(Provided entries Opens)

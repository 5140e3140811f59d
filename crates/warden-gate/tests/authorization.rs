//! End-to-end authorization flows over the in-memory store and cache.

use std::sync::Arc;
use warden_acl::{
    AccessResolver, Actor, AclStore, Authorizable, Caller, InMemoryCache, MemoryStore, NewPermission,
    NewRole, PermissionCache, PermissionCatalog, RoleAssignments, RoleCatalog, GUEST_ROLE,
};
use warden_common_config::CacheConfig;
use warden_gate::{GateRegistrar, GateRegistry};
use warden_test_utils::{assert_ok, init_test_tracing};

struct Harness {
    store: Arc<MemoryStore>,
    cache_store: Arc<InMemoryCache>,
    cache: PermissionCache,
    gate: Arc<GateRegistry>,
    registrar: Arc<GateRegistrar>,
    permissions: PermissionCatalog,
    roles: RoleCatalog,
    assignments: RoleAssignments,
}

fn harness() -> Harness {
    init_test_tracing();
    let store = Arc::new(MemoryStore::new());
    let cache_store = Arc::new(InMemoryCache::new());
    let cache = PermissionCache::new(cache_store.clone(), CacheConfig::default());
    let gate = Arc::new(GateRegistry::new());
    let dyn_store: Arc<dyn AclStore> = store.clone();
    let registrar = Arc::new(GateRegistrar::new(gate.clone(), dyn_store.clone(), cache.clone()));
    registrar.follow_changes();

    Harness {
        registrar,
        permissions: PermissionCatalog::new(dyn_store.clone(), cache.clone()),
        roles: RoleCatalog::new(dyn_store.clone(), cache.clone()),
        assignments: RoleAssignments::new(dyn_store, cache.clone()),
        store,
        cache_store,
        cache,
        gate,
    }
}

#[tokio::test]
async fn cache_holds_five_then_ten_permissions() {
    let h = harness();

    h.permissions.create_resource("Users").await.unwrap();
    assert_eq!(h.cache.cached().await.unwrap().unwrap().len(), 5);
    assert_eq!(h.gate.len(), 5);

    h.permissions.create_resource("Posts").await.unwrap();
    assert_eq!(h.cache.cached().await.unwrap().unwrap().len(), 10);
    assert_eq!(h.gate.len(), 10);
    assert!(h.gate.has("viewAny-posts"));
}

#[tokio::test]
async fn cache_failure_after_write_leaves_it_forgotten_and_empty() {
    let h = harness();
    h.permissions.create_resource("Users").await.unwrap();
    assert!(h.cache_store.contains(h.cache.key()));

    h.permissions.create_resource("Posts").await.unwrap();
    h.cache_store.set_failing(true);

    assert!(h.registrar.permissions().await.is_empty());
    assert!(!h.cache_store.contains(h.cache.key()));
}

#[tokio::test]
async fn store_outage_resolves_to_no_permissions() {
    let h = harness();
    h.permissions.create_resource("Users").await.unwrap();
    assert_eq!(h.gate.len(), 5);
    h.store.set_unavailable(true);

    assert_eq!(h.registrar.refresh().await.total(), 0);
    assert!(h.gate.is_empty());
    assert!(h.registrar.permissions().await.is_empty());
    assert!(!h.cache_store.contains(h.cache.key()));
}

#[tokio::test]
async fn deleting_a_delegate_permission_revokes_its_ability() {
    let h = harness();
    let publish = h
        .permissions
        .create(NewPermission::new("publish", "PostController@publish"))
        .await
        .unwrap();
    h.gate.register_action("PostController@publish", |_| true);
    assert!(h.gate.allows("publish", &Actor::new("bob")));

    h.permissions.delete(publish.id).await.unwrap();

    assert!(!h.gate.has("publish"));
    assert!(h.gate.denies("publish", &Actor::new("bob")));
    assert_eq!(h.registrar.refresh().await.total(), 0);
}

#[tokio::test]
async fn admin_gains_delete_users_through_the_gate() {
    let h = harness();
    h.permissions.create_resource("Users").await.unwrap();
    let mut admin = h.roles.create(NewRole::new("Admin", "admin")).await.unwrap();
    h.roles.grant_permission_by_slug(&mut admin, "delete-users").await.unwrap();
    h.registrar.register().await;

    let mut actor = Actor::new("ada");
    assert!(!actor.can_access(&["delete-users"]));
    assert!(h.gate.denies("delete-users", &actor));

    assert_ok!(h.assignments.attach_role(&mut actor, &admin).await);
    assert!(actor.can_access(&["delete-users"]));
    assert!(h.gate.allows("delete-users", &actor));
    assert!(h.gate.denies("view-users", &actor));
}

#[tokio::test]
async fn can_at_least_is_an_or_over_roles() {
    let h = harness();
    h.permissions.create_resource("Posts").await.unwrap();
    let reader = h.roles.create(NewRole::new("Reader", "reader")).await.unwrap();
    let mut writer = h.roles.create(NewRole::new("Writer", "writer")).await.unwrap();
    h.roles.grant_permission_by_slug(&mut writer, "create-posts").await.unwrap();

    let mut actor = Actor::new("ada");
    h.assignments.attach_role(&mut actor, &reader).await.unwrap();
    h.assignments.attach_role(&mut actor, &writer).await.unwrap();

    assert!(actor.can_at_least(&["create-posts"]));
}

#[tokio::test]
async fn guest_role_decides_unauthenticated_access() {
    let h = harness();
    let resolver = AccessResolver::new(h.store.clone());
    h.permissions.create_resource("Posts").await.unwrap();
    assert!(!resolver.can_at_least(Caller::Guest, &["view-posts"]).await);

    let mut guest = h.roles.create(NewRole::new("Guest", GUEST_ROLE).system()).await.unwrap();
    h.roles.grant_permission_by_slug(&mut guest, "view-posts").await.unwrap();

    assert!(resolver.can_at_least(Caller::Guest, &["view-posts"]).await);
    assert!(!resolver.can_at_least(Caller::Guest, &["delete-posts"]).await);
}

#[tokio::test]
async fn controller_action_permissions_delegate() {
    let h = harness();
    h.permissions
        .create(NewPermission::new("publish-post", "PostController@publish"))
        .await
        .unwrap();
    h.gate
        .register_action("PostController@publish", |actor| actor.has_permission("publish-posts"));

    let report = h.registrar.register().await;
    assert_eq!(report.delegates, 1);
    assert!(h.gate.has("publish-post"));
    assert!(h.gate.denies("publish-post", &Actor::new("bob")));
}

#[test]
fn refresh_after_role_delete_drops_its_grants() {
    tokio_test::block_on(async {
        let h = harness();
        h.permissions.create_resource("Users").await.unwrap();
        let mut admin = h.roles.create(NewRole::new("Admin", "admin")).await.unwrap();
        h.roles.grant_permission_by_slug(&mut admin, "delete-users").await.unwrap();
        h.registrar.register().await;

        let cached = h.cache.cached().await.unwrap().unwrap();
        let delete = cached.iter().find(|p| p.slug == "delete-users").unwrap();
        assert_eq!(delete.roles.as_ref().map(Vec::len), Some(1));

        h.roles.delete(&admin).await.unwrap();
        h.registrar.refresh().await;

        let cached = h.cache.cached().await.unwrap().unwrap();
        let delete = cached.iter().find(|p| p.slug == "delete-users").unwrap();
        assert_eq!(delete.roles.as_ref().map(Vec::len), Some(0));
    });
}
//! Configuration types.

use serde::{Deserialize, Serialize};

/// Default cache key for the permission snapshot.
pub const DEFAULT_CACHE_KEY: &str = "permissions.policies";

/// Root configuration.
#[derive(Debug, Clone, Default, Serialize, Deserialize)]
#[serde(default)]
pub struct WardenConfig {
    /// Access control settings (`acl.*`).
    pub acl: AclConfig,
    /// Database settings.
    pub database: DatabaseSettings,
}

/// Access control configuration.
#[derive(Debug, Clone, Serialize, Deserialize)]
#[serde(default)]
pub struct AclConfig {
    /// Permission cache settings.
    pub cache: CacheConfig,
    /// Entity identifier for permissions. Stores map it to their table name.
    pub permission: String,
    /// Entity identifier for roles. Stores map it to their table name.
    pub role: String,
}

impl Default for AclConfig {
    fn default() -> Self {
        Self {
            cache: CacheConfig::default(),
            permission: "permissions".to_string(),
            role: "roles".to_string(),
        }
    }
}

/// Permission cache configuration.
#[derive(Debug, Clone, PartialEq, Eq, Serialize, Deserialize)]
#[serde(default)]
pub struct CacheConfig {
    /// Remember the permission snapshot forever until invalidated.
    pub enabled: bool,
    /// Cache key for the snapshot.
    pub key: String,
}

impl Default for CacheConfig {
    fn default() -> Self {
        Self {
            enabled: true,
            key: DEFAULT_CACHE_KEY.to_string(),
        }
    }
}

/// Database configuration.
#[derive(Debug, Clone, Serialize, Deserialize)]
#[serde(default)]
pub struct DatabaseSettings {
    /// Path to the SQLite database file.
    pub path: String,
}

impl Default for DatabaseSettings {
    fn default() -> Self {
        Self {
            path: "warden.db".to_string(),
        }
    }
}
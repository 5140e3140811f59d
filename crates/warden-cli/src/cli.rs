//! CLI argument definitions using clap derive macros.

use std::path::PathBuf;

use clap::{ArgAction, Args, Parser, Subcommand, ValueHint};
use warden_acl::ActorId;
use warden_common_config::{apply_env_overrides, validate, ConfigLoader, WardenConfig};

use crate::error::CliError;
use crate::output::OutputFormat;

/// Warden - role-based access control administration
///
/// Manage roles, permissions and role assignments, and check access.
#[derive(Debug, Parser)]
#[command(
    name = "warden",
    version,
    about,
    long_about = None,
    propagate_version = true,
    arg_required_else_help = true
)]
pub struct Cli {
    /// Increase verbosity level (-v, -vv, -vvv)
    #[arg(short, long, action = ArgAction::Count, global = true)]
    pub verbose: u8,

    /// Suppress all output except errors
    #[arg(short, long, global = true, conflicts_with = "verbose")]
    pub quiet: bool,

    /// Path to a configuration file (default: `.warden/config.yaml`)
    #[arg(short, long, global = true, env = "WARDEN_CONFIG_PATH", value_hint = ValueHint::FilePath)]
    pub config: Option<PathBuf>,

    /// SQLite database path; overrides `database.path`
    #[arg(short, long, global = true, value_hint = ValueHint::FilePath)]
    pub database: Option<String>,

    /// Output format
    #[arg(long, global = true, default_value = "text", value_enum)]
    pub format: OutputFormat,

    #[command(subcommand)]
    pub command: Command,
}

#[derive(Debug, Subcommand)]
pub enum Command {
    /// Manage permissions
    #[command(subcommand)]
    Permission(PermissionCommand),

    /// Manage roles and the permissions they grant
    #[command(subcommand)]
    Role(RoleCommand),

    /// Manage actor role assignments
    #[command(subcommand)]
    Actor(ActorCommand),

    /// Check whether an actor may perform any of the given permissions
    Check(CheckArgs),

    /// List the abilities registered for the stored permissions
    Abilities,

    /// Write the effective configuration to `.warden/config.yaml`
    Init,
}

#[derive(Debug, Subcommand)]
pub enum PermissionCommand {
    /// Create the five standard permissions for a resource
    CreateResource {
        /// Resource name, e.g. `Users`
        resource: String,
    },

    /// Create a single permission
    Create {
        slug: String,
        /// Display name (defaults to the slug)
        #[arg(long)]
        name: Option<String>,
        /// Classification, e.g. the resource name
        #[arg(long)]
        model: Option<String>,
    },

    /// List permissions
    List,

    /// Delete a permission
    Delete { slug: String },

    /// List the roles granting a permission
    Roles { slug: String },
}

#[derive(Debug, Subcommand)]
pub enum RoleCommand {
    /// Create a role
    Create {
        slug: String,
        /// Display name (defaults to the slug)
        #[arg(long)]
        name: Option<String>,
        #[arg(long)]
        description: Option<String>,
        /// Protect the role from deletion
        #[arg(long)]
        system: bool,
    },

    /// List roles with their permissions
    List,

    /// Delete a role and all of its associations
    Delete { slug: String },

    /// Grant permissions to a role
    Grant {
        role: String,
        #[arg(required = true)]
        permissions: Vec<String>,
    },

    /// Revoke permissions from a role
    Revoke {
        role: String,
        #[arg(required = true)]
        permissions: Vec<String>,
    },

    /// Make a role grant exactly the given permissions
    Sync { role: String, permissions: Vec<String> },
}

#[derive(Debug, Subcommand)]
pub enum ActorCommand {
    /// Print a fresh actor id
    New,

    /// Assign roles to an actor
    Assign {
        actor: ActorId,
        #[arg(required = true)]
        roles: Vec<String>,
    },

    /// Revoke roles from an actor
    Revoke {
        actor: ActorId,
        #[arg(required = true)]
        roles: Vec<String>,
    },

    /// Revoke every role from an actor
    RevokeAll { actor: ActorId },

    /// Give an actor exactly the given roles
    Sync { actor: ActorId, roles: Vec<String> },

    /// List an actor's roles
    Roles { actor: ActorId },

    /// List actors holding any of the given roles
    List {
        #[arg(required = true)]
        roles: Vec<String>,
    },
}

#[derive(Debug, Args)]
pub struct CheckArgs {
    /// Permission slugs; any one suffices
    #[arg(required = true)]
    pub permissions: Vec<String>,

    /// Actor to check; omitted means an unauthenticated guest
    #[arg(long)]
    pub actor: Option<ActorId>,

    /// Only consider permissions, not role slugs
    #[arg(long)]
    pub at_least: bool,
}

impl Cli {
    /// Load configuration from `--config`, or `.warden/config.yaml` in the current directory.
    pub fn load_config(&self) -> Result<WardenConfig, CliError> {
        let mut config = match &self.config {
            Some(path) => {
                let loader = ConfigLoader::new(path.parent().unwrap_or_else(|| std::path::Path::new(".")));
                let mut config = loader.load_file(path)?;
                apply_env_overrides(&mut config)?;
                validate(&config)?;
                config
            }
            None => ConfigLoader::default().load()?,
        };

        if let Some(database) = &self.database {
            config.database.path = database.clone();
        }
        Ok(config)
    }
}

#[cfg(test)]
mod tests {
    use super::*;
    use clap::CommandFactory;

    #[test]
    fn test_cli_definition() {
        Cli::command().debug_assert();
    }

    #[test]
    fn test_parse_check() {
        let actor = ActorId::new();
        let cli = Cli::try_parse_from([
            "warden",
            "--format",
            "json",
            "check",
            "view-posts",
            "edit-posts",
            "--actor",
            &actor.to_string(),
        ])
        .unwrap();

        assert_eq!(cli.format, OutputFormat::Json);
        let Command::Check(args) = cli.command else {
            panic!("expected check");
        };
        assert_eq!(args.permissions, vec!["view-posts", "edit-posts"]);
        assert_eq!(args.actor, Some(actor));
        assert!(!args.at_least);
    }

    #[test]
    fn test_rejects_malformed_actor_id() {
        assert!(Cli::try_parse_from(["warden", "actor", "roles", "not-an-id"]).is_err());
    }

    #[test]
    fn test_grant_requires_permissions() {
        assert!(Cli::try_parse_from(["warden", "role", "grant", "editor"]).is_err());
        assert!(Cli::try_parse_from(["warden", "role", "sync", "editor"]).is_ok());
    }

    #[test]
    fn test_database_flag_overrides_config() {
        let (_dir, path) = warden_test_utils::temp_config("database:\n  path: from-file.db\n");
        let cli = Cli::try_parse_from([
            "warden",
            "--config",
            path.to_str().unwrap(),
            "--database",
            "override.db",
            "abilities",
        ])
        .unwrap();

        assert_eq!(cli.load_config().unwrap().database.path, "override.db");
    }
}
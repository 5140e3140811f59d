//! Persistence port for roles, permissions and their associations.

mod memory;

pub use memory::MemoryStore;

use crate::actor::Holder;
use crate::error::AclResult;
use crate::permission::{NewPermission, Permission};
use crate::role::{NewRole, Role};
use async_trait::async_trait;
use serde::{Deserialize, Serialize};
use warden_common_core::{ActorId, PermissionId, RoleId};

/// Outcome of replacing a relation set.
#[derive(Debug, Clone, PartialEq, Eq, Serialize, Deserialize)]
pub struct SyncChanges<Id> {
    pub attached: Vec<Id>,
    pub detached: Vec<Id>,
    pub unchanged: Vec<Id>,
}

impl<Id> SyncChanges<Id> {
    /// Whether the sync altered the relation.
    pub fn changed(&self) -> bool {
        !self.attached.is_empty() || !self.detached.is_empty()
    }
}

impl<Id: Copy + Eq> SyncChanges<Id> {
    /// Diff the current relation set against the desired one, preserving input order.
    pub fn diff(current: &[Id], desired: &[Id]) -> Self {
        let mut attached = Vec::new();
        let mut unchanged = Vec::new();
        for id in desired {
            if attached.contains(id) || unchanged.contains(id) {
                continue;
            }
            if current.contains(id) {
                unchanged.push(*id);
            } else {
                attached.push(*id);
            }
        }

        let detached = current
            .iter()
            .filter(|id| !desired.contains(id))
            .copied()
            .collect();

        Self {
            attached,
            detached,
            unchanged,
        }
    }
}

/// Storage backend for the access control tables.
///
/// Loaded roles always carry their permissions. Permissions returned by
/// [`AclStore::permissions_with_roles`] carry their roles; elsewhere the role
/// relation is left unloaded.
#[async_trait]
pub trait AclStore: Send + Sync {
    /// Insert all permissions atomically. A slug collision aborts the whole batch.
    async fn insert_permissions(&self, permissions: Vec<NewPermission>) -> AclResult<Vec<Permission>>;

    async fn update_permission(&self, permission: &Permission) -> AclResult<Permission>;

    /// Delete a permission and its role associations.
    async fn delete_permission(&self, id: PermissionId) -> AclResult<bool>;

    async fn find_permission(&self, id: PermissionId) -> AclResult<Option<Permission>>;

    async fn find_permission_by_slug(&self, slug: &str) -> AclResult<Option<Permission>>;

    /// Every permission with its role relation loaded.
    async fn permissions_with_roles(&self) -> AclResult<Vec<Permission>>;

    async fn insert_role(&self, role: NewRole) -> AclResult<Role>;

    async fn update_role(&self, role: &Role) -> AclResult<Role>;

    /// Delete a role, detaching all permission and actor associations.
    async fn delete_role(&self, id: RoleId) -> AclResult<bool>;

    async fn find_role(&self, id: RoleId) -> AclResult<Option<Role>>;

    async fn find_role_by_slug(&self, slug: &str) -> AclResult<Option<Role>>;

    async fn roles(&self) -> AclResult<Vec<Role>>;

    /// Roles assigned to `holder`.
    async fn roles_of(&self, holder: Holder) -> AclResult<Vec<Role>>;

    /// Attach a role. Returns `false` when it was already attached.
    async fn attach_role(&self, holder: Holder, role: RoleId) -> AclResult<bool>;

    /// Detach one role, or every role when `role` is `None`. Returns the number detached.
    async fn detach_roles(&self, holder: Holder, role: Option<RoleId>) -> AclResult<usize>;

    /// Replace the holder's roles with exactly `roles`.
    async fn sync_roles(&self, holder: Holder, roles: &[RoleId]) -> AclResult<SyncChanges<RoleId>>;

    /// Actors holding any of the given roles.
    async fn actors_having_roles(&self, roles: &[RoleId]) -> AclResult<Vec<ActorId>>;

    /// Actors holding any role with one of the given slugs.
    async fn actors_having_role_slugs(&self, slugs: &[&str]) -> AclResult<Vec<ActorId>>;
}

#[cfg(test)]
mod tests {
    use super::*;

    #[test]
    fn test_sync_diff() {
        let changes = SyncChanges::diff(&[1, 2, 3], &[3, 4, 4]);
        assert_eq!(changes.attached, vec![4]);
        assert_eq!(changes.detached, vec![1, 2]);
        assert_eq!(changes.unchanged, vec![3]);
        assert!(changes.changed());
    }

    #[test]
    fn test_sync_diff_noop() {
        let changes = SyncChanges::diff(&[1, 2], &[2, 1]);
        assert!(!changes.changed());
        assert_eq!(changes.unchanged, vec![2, 1]);
    }
}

(Provided entries Closes)

→ Task item: Copy task for the entries above: every line with the string "clap".

→ Written response:
//! CLI argument definitions using clap derive macros.
use clap::{ArgAction, Args, Parser, Subcommand, ValueHint};
    use clap::CommandFactory;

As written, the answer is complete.